Dental Office Culture: Many, Happy Returns by Jay Geier

Dentaltown Magazine 

Cultivating a strong dental office culture is one of the best investments you can make for your practice


by Jay Geier


If you have a long-term vision for your practice, you undoubtedly have given it a lot of thought. At the very least, you have an annual business plan where you established revenue and profit goals and defined some action plans. Your organizational culture is a make-or-break component of your financial plan, and yet many business owners fail to recognize the connection between culture and their bottom lines. A great culture is characterized by a high-performing team that is engaged and motivated, capable and committed to delivering an excellent patient experience, and shares in your growth goals for the practice. Clearly, these are all directly linked to your financial success. Culture is not expensive—it’s an investment with a guaranteed return. But just like an effective marketing plan, it does take some thought. You’ll need to invest focused time, energy and funds to instill and nurture a winning culture.

Invest in time to think about and define your desired culture.

It’s up to you to define “your way of doing business”— the values, expected behaviors and ways of working that you want to exist by and between team members, and for your patients. Think about how you want your patients to feel when they come to your practice. What would you like them to say about you and your team when referring others? How do you want your team to feel about their jobs, their teammates and working for you?

In addition to performance characteristics, a great culture fosters high morale by employees who love coming to work, are appreciated, respect their teammates and feel part of something bigger than themselves in an organization with a meaningful purpose.
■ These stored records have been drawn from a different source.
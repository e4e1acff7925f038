use std::sync::atomic::{AtomicBool, Ordering};

use console::Term;

static SHUTDOWN_REQUESTED: AtomicBool = AtomicBool::new(false);

/// Whether Ctrl+C has been pressed.
#[inline]
pub(crate) fn is_shutdown_requested() -> bool {
    SHUTDOWN_REQUESTED.load(Ordering::Acquire)
}

#[inline]
fn request_shutdown() {
    SHUTDOWN_REQUESTED.store(true, Ordering::Release);
}

/// Install the Ctrl+C handler.
///
/// The first Ctrl+C sets the shutdown flag so long-running commands stop
/// pulling more work. A second one exits immediately.
pub(crate) fn setup_shutdown_handler() {
    tokio::spawn(async {
        if tokio::signal::ctrl_c().await.is_err() {
            tracing::warn!("Could not install Ctrl+C handler");
            return;
        }

        if Term::stderr().is_term() {
            eprintln!("\nShutdown requested, stopping after the current request...");
            eprintln!("Press Ctrl+C again to force quit.");
        } else {
            tracing::warn!("Shutdown requested, stopping after the current request");
        }
        request_shutdown();

        if tokio::signal::ctrl_c().await.is_ok() {
            std::process::exit(130);
        }
    });
}
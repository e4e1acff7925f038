use std::io::Write;
use std::path::PathBuf;

use clap::CommandFactory;

use crate::Cli;

fn completion_script(shell: clap_complete::Shell) -> Vec<u8> {
    let mut cmd = Cli::command();
    let mut out = Vec::new();
    clap_complete::generate(shell, &mut cmd, "refsync", &mut out);
    out
}

fn main_man_page() -> Result<Vec<u8>, Box<dyn std::error::Error>> {
    let mut out = Vec::new();
    clap_mangen::Man::new(Cli::command()).render(&mut out)?;
    Ok(out)
}

pub(crate) fn handle_completions(
    shell: clap_complete::Shell,
) -> Result<(), Box<dyn std::error::Error>> {
    std::io::stdout().write_all(&completion_script(shell))?;
    Ok(())
}

/// Print the main man page, or write pages for every subcommand to `output`.
pub(crate) fn handle_man(output: Option<PathBuf>) -> Result<(), Box<dyn std::error::Error>> {
    match output {
        Some(dir) => {
            std::fs::create_dir_all(&dir)?;
            clap_mangen::generate_to(Cli::command(), &dir)?;
            println!("Generated man pages in: {}", dir.display());
        }
        None => std::io::stdout().write_all(&main_man_page()?)?,
    }
    Ok(())
}
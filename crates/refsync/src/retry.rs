//! Retry executor for remote calls.
//!
//! A call is retried only when its error classifies as
//! [`ErrorClass::Retryable`]. Every other failure propagates at once, with
//! the failures of earlier attempts attached as suppressed causes so they
//! stay visible without shadowing the error that ended the call.
//!
//! # Example
//!
//! ```ignore
//! use std::time::Duration;
//! use refsync::retry::{RetryPolicy, call_with_retries};
//!
//! let policy = RetryPolicy::exponential(5, Duration::from_secs(1), 2, Duration::from_secs(60));
//! let branch = call_with_retries(|| api.create_branch("feature", &sha), &policy).await?;
//! ```

use std::fmt;
use std::future::Future;
use std::sync::Arc;
use std::sync::atomic::{AtomicU64, Ordering};
use std::time::Duration;

use serde::Deserialize;

use crate::remote::{Classify, ErrorClass, short_error_message};

/// Default number of retries after the first attempt.
pub const DEFAULT_MAX_RETRIES: u32 = 5;

/// Initial backoff delay in milliseconds.
pub const INITIAL_BACKOFF_MS: u64 = 1_000;

/// Maximum backoff delay in milliseconds.
pub const MAX_BACKOFF_MS: u64 = 60_000;

/// Default factor applied to the wait after each failed retry.
pub const DEFAULT_BACKOFF_MULTIPLIER: u32 = 2;

/// Label of the event emitted for every retryable failure.
pub const RETRYABLE_FAILURE_EVENT: &str = "remote.retryable_failure";

/// Emitted each time a call fails with a retryable error.
#[derive(Debug, Clone)]
pub struct RetryEvent {
    /// Always [`RETRYABLE_FAILURE_EVENT`].
    pub label: &'static str,
    /// 1-based attempt that failed.
    pub attempt: u32,
    /// Wait before the next attempt. Zero when retries are exhausted.
    pub wait: Duration,
    /// First line of the error.
    pub message: String,
}

/// Observer for retry events.
pub type RetryCallback = Arc<dyn Fn(&RetryEvent) + Send + Sync>;

/// Computes the next wait from the current one.
///
/// Returning `None` means the next wait could not be computed; the current
/// wait is kept for that round.
pub type BackoffFn = Arc<dyn Fn(Duration) -> Option<Duration> + Send + Sync>;

/// Emit a retry event if a callback is provided.
#[inline]
pub fn emit(on_retry: Option<&RetryCallback>, event: RetryEvent) {
    if let Some(cb) = on_retry {
        cb(&event);
    }
}

/// How a single logical call is retried.
#[derive(Clone)]
pub struct RetryPolicy {
    max_retries: u32,
    initial_wait: Duration,
    backoff: BackoffFn,
    on_retry: Option<RetryCallback>,
}

impl fmt::Debug for RetryPolicy {
    fn fmt(&self, f: &mut fmt::Formatter<'_>) -> fmt::Result {
        f.debug_struct("RetryPolicy")
            .field("max_retries", &self.max_retries)
            .field("initial_wait", &self.initial_wait)
            .field("on_retry", &self.on_retry.is_some())
            .finish_non_exhaustive()
    }
}

impl Default for RetryPolicy {
    fn default() -> Self {
        RetryConfig::default().into_policy()
    }
}

impl RetryPolicy {
    /// Create a policy with a custom backoff updater.
    pub fn new<F>(max_retries: u32, initial_wait: Duration, backoff: F) -> Self
    where
        F: Fn(Duration) -> Option<Duration> + Send + Sync + 'static,
    {
        Self {
            max_retries,
            initial_wait,
            backoff: Arc::new(backoff),
            on_retry: None,
        }
    }

    /// Try exactly once.
    #[must_use]
    pub fn none() -> Self {
        Self::fixed(0, Duration::ZERO)
    }

    /// Retry with the same wait between every attempt.
    #[must_use]
    pub fn fixed(max_retries: u32, wait: Duration) -> Self {
        Self::new(max_retries, wait, Some)
    }

    /// Retry with a wait multiplied by `multiplier` after each failed retry,
    /// capped at `max_wait`.
    #[must_use]
    pub fn exponential(
        max_retries: u32,
        initial_wait: Duration,
        multiplier: u32,
        max_wait: Duration,
    ) -> Self {
        Self::new(max_retries, initial_wait, move |wait| {
            Some(wait.checked_mul(multiplier).unwrap_or(max_wait).min(max_wait))
        })
    }

    /// Report every retryable failure to `callback`.
    #[must_use]
    pub fn with_callback(mut self, callback: RetryCallback) -> Self {
        self.on_retry = Some(callback);
        self
    }

    #[inline]
    pub fn max_retries(&self) -> u32 {
        self.max_retries
    }

    #[inline]
    pub fn initial_wait(&self) -> Duration {
        self.initial_wait
    }
}

/// Serializable retry settings, as found in configuration files.
#[derive(Debug, Clone, PartialEq, Eq, Deserialize)]
#[serde(default)]
pub struct RetryConfig {
    /// Retries after the first attempt. Zero disables retrying.
    pub max_retries: u32,
    /// Wait before the first retry.
    pub initial_wait_ms: u64,
    /// Upper bound for any single wait.
    pub max_wait_ms: u64,
    /// Factor applied to the wait after each failed retry.
    pub multiplier: u32,
}

impl Default for RetryConfig {
    fn default() -> Self {
        Self {
            max_retries: DEFAULT_MAX_RETRIES,
            initial_wait_ms: INITIAL_BACKOFF_MS,
            max_wait_ms: MAX_BACKOFF_MS,
            multiplier: DEFAULT_BACKOFF_MULTIPLIER,
        }
    }
}

impl RetryConfig {
    /// Build an exponential retry policy from this configuration.
    #[must_use]
    pub fn into_policy(self) -> RetryPolicy {
        RetryPolicy::exponential(
            self.max_retries,
            Duration::from_millis(self.initial_wait_ms),
            self.multiplier,
            Duration::from_millis(self.max_wait_ms),
        )
    }
}

/// The error that ended a retried call.
///
/// `suppressed` holds the failures of earlier attempts, oldest first.
#[derive(Debug)]
pub struct RetryError<E> {
    error: E,
    suppressed: Vec<E>,
}

impl<E> RetryError<E> {
    /// An error with no earlier attempts.
    pub fn new(error: E) -> Self {
        Self {
            error,
            suppressed: Vec::new(),
        }
    }

    /// The error that ended the call.
    #[inline]
    pub fn error(&self) -> &E {
        &self.error
    }

    /// Failures of earlier attempts, oldest first.
    #[inline]
    pub fn suppressed(&self) -> &[E] {
        &self.suppressed
    }

    /// Number of attempts that failed.
    #[inline]
    pub fn attempts(&self) -> usize {
        self.suppressed.len() + 1
    }

    pub fn into_inner(self) -> E {
        self.error
    }

    pub fn into_parts(self) -> (E, Vec<E>) {
        (self.error, self.suppressed)
    }
}

impl<E> From<E> for RetryError<E> {
    fn from(error: E) -> Self {
        Self::new(error)
    }
}

impl<E: fmt::Display> fmt::Display for RetryError<E> {
    fn fmt(&self, f: &mut fmt::Formatter<'_>) -> fmt::Result {
        match self.suppressed.len() {
            0 => write!(f, "{}", self.error),
            n => write!(f, "{} (after {} earlier failed attempts)", self.error, n),
        }
    }
}

impl<E: std::error::Error + 'static> std::error::Error for RetryError<E> {
    fn source(&self) -> Option<&(dyn std::error::Error + 'static)> {
        Some(&self.error)
    }
}

impl<E: Classify> Classify for RetryError<E> {
    fn class(&self) -> ErrorClass {
        self.error.class()
    }
}

/// Attempt bookkeeping for one logical call.
///
/// [`call_with_retries`] drives this for closures. Callers whose call
/// borrows state mutably (such as a page cursor) can drive it from their
/// own loop instead:
///
/// ```ignore
/// let mut state = RetryState::new(&policy);
/// let items = loop {
///     match source.next_page().await {
///         Ok(items) => break items,
///         Err(e) => state.backoff(e).await?,
///     }
/// };
/// ```
pub struct RetryState<'p, E> {
    policy: &'p RetryPolicy,
    wait: Duration,
    retries: u32,
    history: Vec<E>,
}

impl<'p, E: Classify + fmt::Display> RetryState<'p, E> {
    pub fn new(policy: &'p RetryPolicy) -> Self {
        Self {
            policy,
            wait: policy.initial_wait,
            retries: 0,
            history: Vec::new(),
        }
    }

    /// Retries performed so far.
    #[inline]
    pub fn retries(&self) -> u32 {
        self.retries
    }

    /// Record a failed attempt.
    ///
    /// Returns `Ok(())` after sleeping when the call should be attempted
    /// again, or the terminal error when it should not.
    pub async fn backoff(&mut self, error: E) -> Result<(), RetryError<E>> {
        if self.policy.max_retries == 0 {
            return Err(RetryError::new(error));
        }

        if !error.class().is_retryable() {
            return Err(self.fail(error));
        }

        let attempt = self.retries + 1;
        if self.retries >= self.policy.max_retries {
            self.notify(attempt, Duration::ZERO, &error);
            tracing::warn!(
                attempts = attempt,
                error = %short_error_message(&error),
                "Retries exhausted"
            );
            return Err(self.fail(error));
        }

        if !self.history.is_empty() {
            self.advance_wait();
        }
        self.notify(attempt, self.wait, &error);
        tracing::debug!(
            attempt,
            wait_ms = self.wait.as_millis() as u64,
            error = %short_error_message(&error),
            "Retryable failure, backing off"
        );

        self.history.push(error);
        self.retries += 1;

        if !self.wait.is_zero() {
            // Dropping the returned future is the only way to cut this short.
            tokio::time::sleep(self.wait).await;
        }
        Ok(())
    }

    fn advance_wait(&mut self) {
        match (self.policy.backoff)(self.wait) {
            Some(next) => self.wait = next,
            None => tracing::warn!(
                wait_ms = self.wait.as_millis() as u64,
                "Backoff updater failed, keeping current wait"
            ),
        }
    }

    fn notify(&self, attempt: u32, wait: Duration, error: &E) {
        emit(
            self.policy.on_retry.as_ref(),
            RetryEvent {
                label: RETRYABLE_FAILURE_EVENT,
                attempt,
                wait,
                message: short_error_message(error),
            },
        );
    }

    fn fail(&mut self, error: E) -> RetryError<E> {
        RetryError {
            error,
            suppressed: std::mem::take(&mut self.history),
        }
    }
}

/// Run `call`, retrying retryable failures according to `policy`.
///
/// With `max_retries == 0` the call runs exactly once and its error is
/// returned as-is. Otherwise the call runs at most `max_retries + 1` times;
/// when every attempt fails the last error is returned with the earlier
/// ones attached as suppressed causes.
pub async fn call_with_retries<T, E, F, Fut>(
    mut call: F,
    policy: &RetryPolicy,
) -> Result<T, RetryError<E>>
where
    F: FnMut() -> Fut,
    Fut: Future<Output = Result<T, E>>,
    E: Classify + fmt::Display,
{
    let mut state = RetryState::new(policy);
    loop {
        match call().await {
            Ok(value) => return Ok(value),
            Err(e) => state.backoff(e).await?,
        }
    }
}

/// Counts retryable failures.
///
/// Cloning shares the underlying count, so the counter can be read after
/// handing its callback to a policy.
#[derive(Debug, Clone, Default)]
pub struct RetryCounter {
    count: Arc<AtomicU64>,
}

impl RetryCounter {
    pub fn new() -> Self {
        Self::default()
    }

    /// Current count.
    pub fn get(&self) -> u64 {
        self.count.load(Ordering::Relaxed)
    }

    /// A callback that increments this counter on every retryable failure.
    pub fn callback(&self) -> RetryCallback {
        let count = Arc::clone(&self.count);
        Arc::new(move |event| {
            if event.label == RETRYABLE_FAILURE_EVENT {
                count.fetch_add(1, Ordering::Relaxed);
            }
        })
    }
}
use refsync::paging::{self, Pager};
use refsync::remote::{BranchInfo, BranchPages, RefState};
use serde::Serialize;
use tabled::Tabled;

use crate::BranchAction;
use crate::commands::shared::{Session, print_rows};
use crate::shutdown::is_shutdown_requested;

/// One ref for display.
#[derive(Debug, Clone, Serialize, Tabled)]
pub(crate) struct RefRow {
    #[tabled(rename = "Name")]
    pub name: String,
    #[tabled(rename = "Commit")]
    pub commit_id: String,
}

impl From<RefState> for RefRow {
    fn from(state: RefState) -> Self {
        Self {
            name: state.name,
            commit_id: state.commit_id,
        }
    }
}

#[derive(Debug, Clone, Serialize, Tabled)]
pub(crate) struct BranchRow {
    #[tabled(rename = "Name")]
    pub name: String,
    #[tabled(rename = "Commit")]
    pub commit_id: String,
    #[tabled(rename = "Protected")]
    pub protected: bool,
    #[tabled(rename = "Default")]
    pub default: bool,
}

impl From<BranchInfo> for BranchRow {
    fn from(info: BranchInfo) -> Self {
        Self {
            name: info.name,
            commit_id: info.commit_id,
            protected: info.protected,
            default: info.default,
        }
    }
}

pub(crate) async fn handle_branch(
    action: BranchAction,
    session: &Session,
) -> Result<(), Box<dyn std::error::Error>> {
    let sync = &session.sync;
    let verify = session.verify;

    match action {
        BranchAction::Get { name } => {
            let state = sync
                .get_branch(&name)
                .await?
                .ok_or_else(|| format!("Branch '{name}' not found"))?;
            print_rows(&[RefRow::from(state)], session.output)?;
        }
        BranchAction::Create {
            name,
            from_commit,
            from_branch,
        } => {
            let created = match (from_commit, from_branch) {
                (Some(commit), _) => {
                    sync.create_branch_and_verify(&name, &commit, verify.max_tries, verify.wait)
                        .await?
                }
                (None, Some(source)) => {
                    sync.create_branch_from_source_branch(
                        &name,
                        &source,
                        verify.max_tries,
                        verify.wait,
                    )
                    .await?
                }
                (None, None) => return Err("Pass --from-commit or --from-branch".into()),
            };

            let state = created.ok_or_else(|| {
                format!(
                    "Could not confirm branch '{name}' within {} tries; it may still appear",
                    verify.max_tries
                )
            })?;
            print_rows(&[RefRow::from(state)], session.output)?;
        }
        BranchAction::Delete { name } => {
            let confirmed = sync
                .delete_branch_and_verify(&name, verify.max_tries, verify.wait)
                .await?;
            if !confirmed {
                return Err(format!(
                    "Could not confirm deletion of '{name}' within {} tries",
                    verify.max_tries
                )
                .into());
            }
            println!("Deleted branch {name}");
        }
        BranchAction::ProtectFromTag { name, tag } => {
            let state = sync
                .create_protected_branch_from_tag(&name, &tag, verify.max_tries, verify.wait)
                .await?;
            print_rows(&[RefRow::from(state)], session.output)?;
        }
        BranchAction::List { limit } => {
            let pages = BranchPages::new(session.client(), session.per_page);
            let mut branches = paging::stream(Pager::new(pages), session.policy().clone());
            let mut rows = Vec::new();

            while limit.is_none_or(|limit| rows.len() < limit) {
                if is_shutdown_requested() {
                    tracing::warn!(fetched = rows.len(), "Stopping branch listing");
                    break;
                }
                match branches.next().await? {
                    Some(branch) => rows.push(BranchRow::from(branch)),
                    None => break,
                }
            }
            print_rows(&rows, session.output)?;
        }
    }

    session.report_retries();
    Ok(())
}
Invest in engaging the team in the process.

With that as your filter, honestly assess your existing culture. This can be hard to do, because you will see it through rose-colored glasses and your team may be reluctant to tell you the truth. But this is a critical step so you know what you can build on and what needs to be dramatically changed.

Engage your people in the process of designing your new culture:

  • Demonstrate that you want and value their views. Use an anonymous survey, if necessary, and meet with your best people individually to get their input. Don’t overcomplicate it—just start to get something down on paper. This will enhance your own thought process and give your team something to react to and help you refine.
  • Discuss your findings as a group. Ideally, hold an off-site retreat in a neutral, less distracting environment that allows you to focus. A retreat also signals that you’re serious about making changes and are willing to invest the time into having an open, honest discussion about what the new culture should look and feel like. You’re also willing to understand the fails you need to learn from and the wins you can build on.
  • Engaging your people also shows that you recognize you can’t do this without them. Each person must own a piece of the culture and bring it to life. Involving everyone in the discussions will help them understand why goals that are good for the practice are also good for them.

Invest in training the team to deliver on new expectations.

We coach clients to define a culture that is high-performing, patient-centric and growth-oriented. Your exact words may differ, but those three concepts should be represented. Engaging your team members in planning new expectations but then not training them to deliver on those expectations is setting them—and you—up for failure. You have to follow through on what will give you the results you want, not just what looks good on paper.

  • To meet high performance expectations as individuals and as teams, people need to improve their skills and change some behaviors, which they can’t do without effective training. Training also helps engage and motivate people to commit to goals because they better understand the importance of key results and feel capable of achieving goals they’ve been involved in setting.
  • You may think your practice is patient-centric, but there’s probably more you could be doing to distinguish yourself from the competition. Consider getting training and coaching for you and the team on how to keep patients top of mind in all decisions, actions and behaviors in ways you may never have thought about.
  • No matter how high-performing the team is and how happy your patients are, if the practice isn’t growing with new patients, you will eventually plateau and inevitably decline. That’s why your culture must also be growth-oriented and attach financial accountability to individual and team goals. You’re in business to help people, and the more you grow, the more people you can help; that’s the heart of a growth culture.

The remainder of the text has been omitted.